Do you remember a time, here in Sydney, when there were at least two priests to every church? Or are you too young? There was the parish priest, usually first-generation Irish, and his assistant, the curate. For the larger than average parishes, there were two curates. Wait, that’s not all! The parishes also afforded a live-in house-keeper who cooked every meal and served morning and afternoon teas.     

Honest, those were “the good old days” before the early 1960s when more than a few (typically Irish) families still retained the traditional practice of offering a son to study for the priesthood or the (de la Salle, Marist or Christian) brotherhood and a daughter to be a nun. When I lived in Neutral Bay, I was befriended by an immigrant Irish family who did just that. As a gracious thanks-giving, they returned to God half of their blessings of four children. They reciprocated God’s kindness by giving their eldest son and daughter to the religious life while retaining the two youngest ones for the secular life.  Today, such an act of generosity would make the front page of The Catholic Weekly and make reverberating echoes that reach Rome.

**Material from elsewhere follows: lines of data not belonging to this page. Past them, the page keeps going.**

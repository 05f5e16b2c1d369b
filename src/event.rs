use crate::config::AppConfig;
use crate::matcher::Matcher;
use crate::scheduler::Scheduler;
use serde::{Deserialize, Serialize};
use simd_json::OwnedValue;
use simd_json::derived::{ValueObjectAccess, ValueObjectAccessAsArray, ValueObjectAccessAsScalar};
use std::sync::{Arc, RwLock};

pub type Event = OwnedValue;

#[derive(Debug, Clone, Serialize, Deserialize, Default)]
pub struct LoginUser {
    pub id: String,
    pub name: Option<String>,
    pub nick: Option<String>,
}

#[derive(Debug, Clone, Serialize, Deserialize, Default)]
pub struct BotStatus {
    pub adapter: String,
    pub platform: String,
    pub login_user: LoginUser,
}

/// 统一的上下文，包含事件数据、全局配置和任务调度器
/// event 字段直接持有 EventType，在插件流水线中通过 Move 传递。
#[derive(Clone)]
pub struct Context {
    pub event: EventType,
    pub config: Arc<RwLock<AppConfig>>,
    pub scheduler: Arc<Scheduler>,
    pub matcher: Arc<Matcher>,
    pub bot: BotStatus,
}

impl Context {
    /// 基于当前上下文派生一个持有新事件的上下文
    pub fn with_event(&self, event: EventType) -> Self {
        Self {
            event,
            config: self.config.clone(),
            scheduler: self.scheduler.clone(),
            matcher: self.matcher.clone(),
            bot: self.bot.clone(),
        }
    }

    /// 尝试将当前事件视为 OneBot 消息事件
    pub fn as_message(&self) -> Option<MessageEvent<'_>> {
        if let EventType::Onebot(event) = &self.event
            && event.get_str("post_type") == Some("message")
        {
            return Some(MessageEvent(event));
        }
        None
    }

    /// 尝试将当前事件视为好友申请
    pub fn as_friend_request(&self) -> Option<FriendRequest<'_>> {
        if let EventType::Onebot(event) = &self.event
            && event.get_str("post_type") == Some("request")
            && event.get_str("request_type") == Some("friend")
        {
            return Some(FriendRequest(event));
        }
        None
    }

    /// 获取事件的 Post Type (如果是 OneBot 事件)
    pub fn post_type(&self) -> Option<&str> {
        if let EventType::Onebot(event) = &self.event {
            event.get_str("post_type")
        } else {
            None
        }
    }

    /// 快照读取配置，避免跨 await 持锁
    pub fn app_config(&self) -> AppConfig {
        self.config
            .read()
            .map(|guard| guard.clone())
            .unwrap_or_default()
    }
}

/// 读取可能为字符串或数字的字段
pub(crate) fn scalar_string(value: &OwnedValue, key: &str) -> Option<String> {
    value
        .get_str(key)
        .map(String::from)
        .or_else(|| value.get_i64(key).map(|v| v.to_string()))
        .or_else(|| value.get_u64(key).map(|v| v.to_string()))
}

fn scalar_i64(value: &OwnedValue, key: &str) -> Option<i64> {
    value
        .get_i64(key)
        .or_else(|| value.get_u64(key).map(|v| v as i64))
        .or_else(|| value.get_str(key).and_then(|s| s.parse().ok()))
}

// ================== 消息段 ==================

/// 入站消息段
#[derive(Debug, Clone, PartialEq, Eq)]
pub enum Segment {
    Text(String),
    At(String),
    Reply(String),
    Image { file: String, url: Option<String> },
    Face(String),
    Other(String),
}

impl Segment {
    pub fn from_value(value: &OwnedValue) -> Option<Self> {
        let type_ = value.get_str("type")?;
        let data = value.get("data");
        let field = |key: &str| data.and_then(|d| scalar_string(d, key));

        let segment = match type_ {
            "text" => Segment::Text(field("text").unwrap_or_default()),
            "at" => Segment::At(field("qq")?),
            "reply" => Segment::Reply(field("id")?),
            "image" => Segment::Image {
                file: field("file").unwrap_or_default(),
                url: field("url"),
            },
            "face" => Segment::Face(field("id").unwrap_or_default()),
            other => Segment::Other(other.to_string()),
        };
        Some(segment)
    }

    /// 以纯文本形式拼接消息段 (@ 渲染为 @QQ)
    pub fn to_plain(&self) -> String {
        match self {
            Segment::Text(text) => text.clone(),
            Segment::At(qq) => format!("@{}", qq),
            Segment::Reply(_) => String::new(),
            Segment::Image { .. } => "[图片]".to_string(),
            Segment::Face(_) => "[表情]".to_string(),
            Segment::Other(type_) => format!("[{}]", type_),
        }
    }
}

// ================== 事件封装工具 ==================

/// 消息事件封装，提供便捷的强类型访问
pub struct MessageEvent<'a>(pub &'a Event);

impl<'a> MessageEvent<'a> {
    /// 获取群号 (如果是群消息)
    pub fn group_id(&self) -> Option<i64> {
        scalar_i64(self.0, "group_id")
    }

    pub fn user_id(&self) -> i64 {
        scalar_i64(self.0, "user_id").unwrap_or(0)
    }

    pub fn self_id(&self) -> i64 {
        scalar_i64(self.0, "self_id").unwrap_or(0)
    }

    /// 获取消息 ID，缺失时返回 None
    pub fn message_id(&self) -> Option<i64> {
        scalar_i64(self.0, "message_id")
    }

    /// 获取纯文本内容 (raw_message)
    pub fn text(&self) -> &'a str {
        self.0.get_str("raw_message").unwrap_or("")
    }

    pub fn is_group(&self) -> bool {
        self.0.get_str("message_type") == Some("group")
    }

    /// 解析消息链
    pub fn segments(&self) -> Vec<Segment> {
        self.0
            .get_array("message")
            .map(|arr| arr.iter().filter_map(Segment::from_value).collect())
            .unwrap_or_default()
    }

    pub fn sender_nickname(&self) -> Option<&'a str> {
        self.0
            .get("sender")
            .and_then(|s| s.get_str("nickname"))
            .filter(|s| !s.is_empty())
    }

    /// 获取发送者群名片 (如果为空则返回 None)
    pub fn sender_card(&self) -> Option<&'a str> {
        self.0
            .get("sender")
            .and_then(|s| s.get_str("card"))
            .filter(|s| !s.is_empty())
    }

    /// 获取发送者显示名称 (优先名片，其次昵称)
    pub fn sender_name(&self) -> Option<&'a str> {
        self.sender_card().or_else(|| self.sender_nickname())
    }
}

/// 好友申请事件
pub struct FriendRequest<'a>(pub &'a Event);

impl FriendRequest<'_> {
    pub fn flag(&self) -> Option<&str> {
        self.0.get_str("flag")
    }

    pub fn user_id(&self) -> i64 {
        scalar_i64(self.0, "user_id").unwrap_or(0)
    }

    pub fn comment(&self) -> &str {
        self.0.get_str("comment").unwrap_or("")
    }
}

// ================== 基础结构定义 ==================

#[derive(Debug, Clone)]
pub enum EventType {
    /// 来自 OneBot 的原始事件
    Onebot(Event),
    /// 插件准备发送消息前的拦截事件
    BeforeSend(SendPacket),
    /// 系统初始化事件 (用于插件 on_init 生命周期)
    Init,
}

/// 发送包结构，用于在 BeforeSend 中传递
#[derive(Debug, Serialize, Deserialize, Clone)]
pub struct SendPacket {
    pub action: String,
    pub params: OwnedValue,
}

impl SendPacket {
    pub fn group_id(&self) -> Option<i64> {
        scalar_i64(&self.params, "group_id")
    }

    pub fn user_id(&self) -> Option<i64> {
        scalar_i64(&self.params, "user_id")
    }

    pub fn message(&self) -> Option<&OwnedValue> {
        self.params.get("message")
    }
}
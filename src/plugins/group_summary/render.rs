use anyhow::{Result, anyhow};
use base64::{Engine as _, engine::general_purpose};
use cdp_html_shot::{Browser, CaptureOptions, ImageFormat, Viewport};
use chrono::{DateTime, Local};
use std::time::Duration;
use tokio::time;

const CARD_WIDTH: u32 = 720;

const CSS: &str = r#"
 body{font-family:'Microsoft YaHei','PingFang SC',sans-serif;padding:30px;background:linear-gradient(135deg,#667eea 0%,#764ba2 100%);margin:0;min-height:100vh;display:flex;align-items:center;justify-content:center}
 .summary-card{background:white;border-radius:20px;padding:40px;box-shadow:0 20px 40px rgba(0,0,0,0.1);max-width:600px;line-height:1.6}
 .title{text-align:center;color:#333;font-size:24px;font-weight:bold;margin-bottom:30px;border-bottom:3px solid #667eea;padding-bottom:15px}
 .content{color:#555;font-size:16px;white-space:pre-line}
 .footer{text-align:center;margin-top:30px;color:#888;font-size:14px;border-top:1px solid #eee;padding-top:15px}
 .ai-brand{color:#667eea;font-weight:bold} "#;

pub fn escape_html(text: &str) -> String {
    let mut out = String::with_capacity(text.len());
    for c in text.chars() {
        match c {
            '&' => out.push_str("&amp;"),
            '<' => out.push_str("&lt;"),
            '>' => out.push_str("&gt;"),
            '"' => out.push_str("&quot;"),
            '\'' => out.push_str("&#39;"),
            _ => out.push(c),
        }
    }
    out
}

/// 总结卡片页面
pub fn summary_html(text: &str, generated_at: DateTime<Local>) -> String {
    format!(
        r#"<!DOCTYPE html><html><head><meta charset="UTF-8"><style>{css}</style></head><body><div class="summary-card"><div class="title">✨ 群聊每日总结 ✨</div><div class="content">{body}</div><div class="footer"><div>生成时间: {time}</div><div style="margin-top: 8px;">Powered by <span class="ai-brand">DeepSeek AI</span></div></div></div></body></html>"#,
        css = CSS,
        body = escape_html(text),
        time = generated_at.format("%Y-%m-%d %H:%M"),
    )
}

async fn capture(html: String) -> Result<String> {
    let browser = Browser::instance().await;
    let tab = browser.new_tab().await?;

    tab.set_viewport(&Viewport::new(CARD_WIDTH, 800).with_device_scale_factor(2.0))
        .await?;
    tab.set_content(&html).await?;

    // 等待字体与 emoji 渲染
    time::sleep(Duration::from_millis(1000)).await;

    let height_js = "Math.max(document.body.scrollHeight, document.documentElement.scrollHeight)";
    let page_height = tab.evaluate(height_js).await?.as_f64().unwrap_or(800.0) as u32;

    let viewport = Viewport::new(CARD_WIDTH, page_height.max(100)).with_device_scale_factor(2.0);
    tab.set_viewport(&viewport).await?;

    let opts = CaptureOptions::new()
        .with_viewport(viewport)
        .with_format(ImageFormat::Png)
        .with_full_page(true);

    let b64 = tab.screenshot(opts).await;
    let _ = tab.close().await;

    b64.map_err(|e| anyhow!("Screenshot failed: {}", e))
}

/// 渲染为 PNG 字节
pub async fn render_png(html: &str) -> Result<Vec<u8>> {
    // 浏览器启动失败时 instance() 会 panic，放进独立任务里转成错误
    let b64 = tokio::spawn(capture(html.to_string()))
        .await
        .map_err(|e| anyhow!("浏览器任务异常退出: {}", e))??;

    Ok(general_purpose::STANDARD.decode(b64.trim())?)
}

Can you also recall a time when the teachers in our Church-run schools (St Pius X, for example, where I spent nine months studying for the school leaving certificate; or, its next door neighbour, Our Lady of Dolours, now Mercy College, in Chatswood) were predominantly strict disciplinarian brothers and sisters?  Today, I lament the fact that brothers and nuns in our schools are a rarity. I pray the current situation is not an irreversible trend.

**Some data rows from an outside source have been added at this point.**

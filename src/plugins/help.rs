use crate::adapters::onebot::{LockedWriter, send_msg};
use crate::command::is_exact_command;
use crate::config::build_config;
use crate::event::Context;
use crate::plugins::{PluginError, get_plugins};
use futures_util::future::BoxFuture;
use serde::Serialize;
use toml::Value;

#[derive(Serialize)]
struct HelpConfig {
    enabled: bool,
}

pub fn default_config() -> Value {
    build_config(HelpConfig { enabled: true })
}

pub fn handle(
    ctx: Context,
    writer: LockedWriter,
) -> BoxFuture<'static, Result<Option<Context>, PluginError>> {
    Box::pin(async move {
        if !is_exact_command(&ctx, "帮助") {
            return Ok(Some(ctx));
        }
        let Some(msg) = ctx.as_message() else {
            return Ok(Some(ctx));
        };

        let config = ctx.app_config();
        let prefix = config.primary_prefix().to_string();
        let lines: Vec<String> = get_plugins()
            .iter()
            .filter(|p| {
                config
                    .plugins
                    .get(p.name)
                    .and_then(|v| v.get("enabled"))
                    .and_then(|v| v.as_bool())
                    .unwrap_or(false)
            })
            .filter_map(|p| p.help)
            .map(|h| h.replace("{prefix}", &prefix))
            .collect();

        let text = render_help(&lines);
        send_msg(&ctx, writer, msg.group_id(), Some(msg.user_id()), text).await?;
        Ok(None)
    })
}

fn render_help(lines: &[String]) -> String {
    if lines.is_empty() {
        return "当前没有可用的功能".to_string();
    }
    let mut text = String::from("📖 功能列表");
    for line in lines {
        text.push_str("\n• ");
        text.push_str(line);
    }
    text
}
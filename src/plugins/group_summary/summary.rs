use super::cache::{CachedMessage, MAX_CACHED};
use anyhow::{Result, anyhow};
use async_openai::{
    Client,
    config::OpenAIConfig,
    types::chat::{
        ChatCompletionRequestMessage, ChatCompletionRequestSystemMessageArgs,
        ChatCompletionRequestUserMessageArgs, CreateChatCompletionRequestArgs,
    },
};
use chrono::{DateTime, NaiveDate, NaiveDateTime, Timelike};
use std::collections::{HashMap, HashSet};
use std::time::Duration;

pub const QUIET_DAY: &str = "今天群内比较安静，没有太多讨论呢~";

const SYSTEM_PROMPT: &str =
    "你是一个群聊总结助手，擅长从聊天记录中提取关键信息，生成生动有趣的每日总结。";

const MAX_TOKENS: u32 = 1024;

fn message_hour(timestamp: &str) -> Option<u32> {
    if let Ok(dt) = timestamp.parse::<NaiveDateTime>() {
        return Some(dt.hour());
    }
    DateTime::parse_from_rfc3339(timestamp)
        .ok()
        .map(|dt| dt.hour())
}

/// 发言最多的小时，并列时取最早的
fn peak_hour(messages: &[CachedMessage]) -> u32 {
    let mut counts = [0usize; 24];
    for msg in messages {
        if let Some(h) = message_hour(&msg.timestamp) {
            counts[h as usize] += 1;
        }
    }
    let mut best = 0;
    for (hour, &count) in counts.iter().enumerate() {
        if count > counts[best] {
            best = hour;
        }
    }
    best as u32
}

/// 出现次数最多的词 (按空白切分，单字不计)，并列时先出现者优先
fn top_topics(messages: &[CachedMessage], limit: usize) -> Vec<(String, usize)> {
    let mut order: Vec<(String, usize)> = Vec::new();
    let mut index: HashMap<&str, usize> = HashMap::new();

    for msg in messages {
        for word in msg.content.split_whitespace() {
            if word.chars().count() <= 1 {
                continue;
            }
            match index.get(word) {
                Some(&i) => order[i].1 += 1,
                None => {
                    index.insert(word, order.len());
                    order.push((word.to_string(), 1));
                }
            }
        }
    }

    // 稳定排序保证并列时的先后
    order.sort_by(|a, b| b.1.cmp(&a.1));
    order.truncate(limit);
    order
}

/// 不依赖外部服务的统计版总结
pub fn basic_summary(messages: &[CachedMessage], date: NaiveDate) -> String {
    let active_members: HashSet<&str> = messages.iter().map(|m| m.sender_id.as_str()).collect();
    let hour = peak_hour(messages);

    let mut summary = format!(
        "📊 今日群聊总结 ({})\n\n🗣️ 活跃概况：\n• 总消息数：{} 条\n• 活跃成员：{} 人\n• 最活跃时段：{}:00-{}:00",
        date.format("%Y-%m-%d"),
        messages.len(),
        active_members.len(),
        hour,
        hour + 1
    );

    let topics = top_topics(messages, 3);
    if !topics.is_empty() {
        summary.push_str("\n\n🔥 热门话题：");
        for (topic, count) in topics {
            summary.push_str(&format!("\n• #{} ({}次提及)", topic, count));
        }
    }

    summary.push_str("\n\n💬 今日群内进行了热烈讨论，大家积极参与交流，氛围融洽！");
    summary.push_str("\n\n明天继续精彩讨论！🎉");
    summary
}

/// 最近的消息，每行 `昵称: 内容`
pub fn transcript(messages: &[CachedMessage]) -> String {
    let start = messages.len().saturating_sub(MAX_CACHED);
    messages[start..]
        .iter()
        .map(|m| format!("{}: {}", m.sender_name, m.content))
        .collect::<Vec<_>>()
        .join("\n")
}

pub fn build_prompt(transcript: &str) -> String {
    format!(
        "请对以下群聊记录进行简洁明了的总结，要求：\n\n1. 概括今天的主要讨论话题和热点\n2. 提及活跃的成员和有趣的互动\n3. 总结氛围和特点\n4. 语言生动有趣，带点emoji表情\n5. 控制在300字以内\n\n群聊记录：\n{}\n\n请生成一份温馨有趣的每日总结：",
        transcript
    )
}

/// OpenAI 兼容接口 (默认 DeepSeek)
pub struct LlmClient {
    client: Client<OpenAIConfig>,
    model: String,
    timeout: Duration,
}

impl LlmClient {
    pub fn new(api_base: &str, api_key: &str, model: &str, timeout: Duration) -> Self {
        let config = OpenAIConfig::new()
            .with_api_base(api_base)
            .with_api_key(api_key);
        Self {
            client: Client::with_config(config),
            model: model.to_string(),
            timeout,
        }
    }

    pub async fn summarize(&self, messages: &[CachedMessage]) -> Result<String> {
        if messages.is_empty() {
            return Ok(QUIET_DAY.to_string());
        }

        let msgs: Vec<ChatCompletionRequestMessage> = vec![
            ChatCompletionRequestSystemMessageArgs::default()
                .content(SYSTEM_PROMPT)
                .build()?
                .into(),
            ChatCompletionRequestUserMessageArgs::default()
                .content(build_prompt(&transcript(messages)))
                .build()?
                .into(),
        ];

        #[allow(deprecated)]
        let req = CreateChatCompletionRequestArgs::default()
            .model(&self.model)
            .max_tokens(MAX_TOKENS)
            .messages(msgs)
            .build()?;

        let res = tokio::time::timeout(self.timeout, self.client.chat().create(req))
            .await
            .map_err(|_| anyhow!("请求超时"))??;

        res.choices
            .first()
            .and_then(|c| c.message.content.clone())
            .filter(|c| !c.trim().is_empty())
            .ok_or_else(|| anyhow!("模型未返回内容"))
    }
}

Not so in Kerala. They have a surplus of priests and nuns – and the numbers are increasing! As evidence, note the number of 12 current missionary Keralan priests enlisted by Bishop Emeritus David Walker to “fill the gap” in our own Broken Bay Diocese. “I would like to have brought out some nuns if I had somewhere to house them,”   he said to me when I recently attended his lessons on the Imitation of Christ.

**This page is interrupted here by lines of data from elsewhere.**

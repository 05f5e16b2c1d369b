use crate::config::{AppConfig, BotConfig};
use crate::event::{BotStatus, Context, Event, EventType, LoginUser, SendPacket};
use crate::matcher::Matcher;
use crate::scheduler::Scheduler;
use crate::{error, info, plugins, warn};
use futures_util::future::BoxFuture;
use futures_util::{Sink, SinkExt, StreamExt};
use http::HeaderValue;
use serde::Serialize;
use std::sync::{Arc, RwLock};
use std::time::Duration;
use tokio::sync::Mutex as AsyncMutex;
use tokio_tungstenite::{
    connect_async,
    tungstenite::{client::IntoClientRequest, protocol::Message as WsMessage},
};

pub mod api;

pub type BotError = Box<dyn std::error::Error + Send + Sync>;

pub type TraitSink =
    Box<dyn Sink<WsMessage, Error = tokio_tungstenite::tungstenite::Error> + Send + Unpin>;
pub type LockedWriter = Arc<AsyncMutex<TraitSink>>;

#[derive(Serialize)]
struct SendParamsInner<T> {
    message_type: &'static str,
    #[serde(skip_serializing_if = "Option::is_none")]
    group_id: Option<i64>,
    #[serde(skip_serializing_if = "Option::is_none")]
    user_id: Option<i64>,
    message: T,
}

/// 适配器入口函数
pub fn entry(
    bot_config: BotConfig,
    global_config: Arc<RwLock<AppConfig>>,
    scheduler: Arc<Scheduler>,
) -> BoxFuture<'static, ()> {
    Box::pin(async move { run_bot_loop(bot_config, global_config, scheduler).await })
}

/// OneBot 协议的主循环逻辑：断线后 3 秒重连
pub async fn run_bot_loop(
    bot_config: BotConfig,
    global_config: Arc<RwLock<AppConfig>>,
    scheduler: Arc<Scheduler>,
) {
    let bot_url = bot_config
        .url
        .clone()
        .unwrap_or_else(|| "Unknown".to_string());
    loop {
        match connect_and_listen(&bot_config, global_config.clone(), scheduler.clone()).await {
            Ok(()) => warn!(target: "Bot", "Bot [{}] 连接断开，3秒后重连...", bot_url),
            Err(e) => {
                error!(target: "Bot", "Bot [{}] 连接失败: {}。3秒后重试...", bot_url, e)
            }
        }
        tokio::time::sleep(Duration::from_secs(3)).await;
    }
}

async fn connect_and_listen(
    config: &BotConfig,
    global_config: Arc<RwLock<AppConfig>>,
    scheduler: Arc<Scheduler>,
) -> Result<(), BotError> {
    let url = config.url.as_deref().ok_or("OneBot URL 未配置")?;

    let mut request = url.into_client_request()?;

    if let Some(token) = &config.access_token
        && !token.is_empty()
    {
        let token_header = format!("Bearer {}", token);
        request
            .headers_mut()
            .insert("Authorization", HeaderValue::from_str(&token_header)?);
    }

    let (ws_stream, _) = connect_async(request).await?;
    info!(target: "Bot", "Bot [{}] 连接成功！(OneBot)", url);

    let (write_half, mut read_half) = ws_stream.split();

    let writer: LockedWriter = Arc::new(AsyncMutex::new(Box::new(write_half)));
    let matcher = Arc::new(Matcher::new());

    let bot_status = Arc::new(RwLock::new(BotStatus {
        adapter: "onebot".to_string(),
        platform: "qq".to_string(),
        login_user: LoginUser {
            id: "0".to_string(),
            ..Default::default()
        },
    }));

    // 后台获取登录信息，完成后触发插件的连接钩子
    {
        let ctx = Context {
            event: EventType::Init,
            config: global_config.clone(),
            scheduler: scheduler.clone(),
            matcher: matcher.clone(),
            bot: snapshot(&bot_status),
        };
        let status_ref = bot_status.clone();
        let writer_ref = writer.clone();

        tokio::spawn(async move {
            tokio::time::sleep(Duration::from_secs(1)).await;

            let mut ctx = ctx;
            match api::get_login_info(&ctx, writer_ref.clone()).await {
                Ok(login) => {
                    if let Ok(mut guard) = status_ref.write() {
                        guard.login_user.id = login.user_id.to_string();
                        guard.login_user.name = Some(login.nickname.clone());
                        guard.login_user.nick = Some(login.nickname.clone());
                    }
                    info!(target: "Bot", "已获取登录信息: {} ({})", login.nickname, login.user_id);
                }
                Err(e) => {
                    warn!(target: "Bot", "获取登录信息失败: {}", e);
                }
            }

            ctx.bot = snapshot(&status_ref);
            if let Err(e) = plugins::do_connected(ctx, writer_ref).await {
                error!(target: "Bot", "连接钩子执行失败: {}", e);
            }
        });
    }

    while let Some(message) = read_half.next().await {
        match message {
            Ok(WsMessage::Text(text)) => {
                let mut data = text.as_bytes().to_vec();

                let writer = writer.clone();
                let config = global_config.clone();
                let scheduler = scheduler.clone();
                let matcher = matcher.clone();
                let current_status = snapshot(&bot_status);

                tokio::spawn(async move {
                    if let Err(e) =
                        process_frame(&mut data, writer, config, scheduler, matcher, current_status)
                            .await
                    {
                        error!(target: "Bot", "Event processing error: {}", e);
                    }
                });
            }
            Ok(WsMessage::Close(_)) => return Ok(()),
            Err(e) => return Err(Box::new(e)),
            _ => {}
        }
    }
    Ok(())
}

fn snapshot(status: &RwLock<BotStatus>) -> BotStatus {
    status.read().map(|s| s.clone()).unwrap_or_default()
}

pub async fn process_frame(
    data: &mut [u8],
    writer: LockedWriter,
    config: Arc<RwLock<AppConfig>>,
    scheduler: Arc<Scheduler>,
    matcher: Arc<Matcher>,
    bot: BotStatus,
) -> Result<(), BotError> {
    let event: Event = match simd_json::to_owned_value(data) {
        Ok(v) => v,
        Err(_) => return Ok(()),
    };

    // 动作响应交给等待者
    let event = match matcher.dispatch(event).await {
        Some(e) => e,
        None => return Ok(()),
    };

    let ctx = Context {
        event: EventType::Onebot(event),
        config,
        scheduler,
        matcher,
        bot,
    };

    plugins::run(ctx, writer).await?;
    Ok(())
}

/// 发送消息：有群号发群聊，否则发私聊。消息先经过插件流水线 (BeforeSend) 再写出。
pub async fn send_msg<M>(
    ctx: &Context,
    writer: LockedWriter,
    group_id: Option<i64>,
    user_id: Option<i64>,
    message: M,
) -> Result<(), BotError>
where
    M: Serialize,
{
    let (msg_type, target_group, target_user) = if let Some(gid) = group_id.filter(|&id| id != 0) {
        ("group", Some(gid), None)
    } else if let Some(uid) = user_id.filter(|&id| id != 0) {
        ("private", None, Some(uid))
    } else {
        return Ok(());
    };

    let params = SendParamsInner {
        message_type: msg_type,
        group_id: target_group,
        user_id: target_user,
        message,
    };

    let mut json_bytes = simd_json::to_vec(&params)?;
    let params_val = simd_json::to_owned_value(&mut json_bytes)?;

    let packet = SendPacket {
        action: "send_msg".to_string(),
        params: params_val,
    };

    plugins::run(ctx.with_event(EventType::BeforeSend(packet)), writer).await?;
    Ok(())
}

pub async fn send_frame_raw(writer: LockedWriter, json_str: String) -> Result<(), BotError> {
    let mut guard = writer.lock().await;
    guard.send(WsMessage::Text(json_str.into())).await?;
    Ok(())
}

The Pieta outside many new Keralan churches

Kerala is a state in the south-west tip of the strawberry-shaped Indian sub-continent whose shores are lapped by the waves of the Arabian Sea. I visited the place, in March last year, to placate my curiosity. Why is there no shortage of vocations there? Aren’t the people Indians - and therefore traditionally and ritually Hindu? So why is there such an unwavering presence of hard-core Christians in the midst of a population dominated by Hindus and Muslims? 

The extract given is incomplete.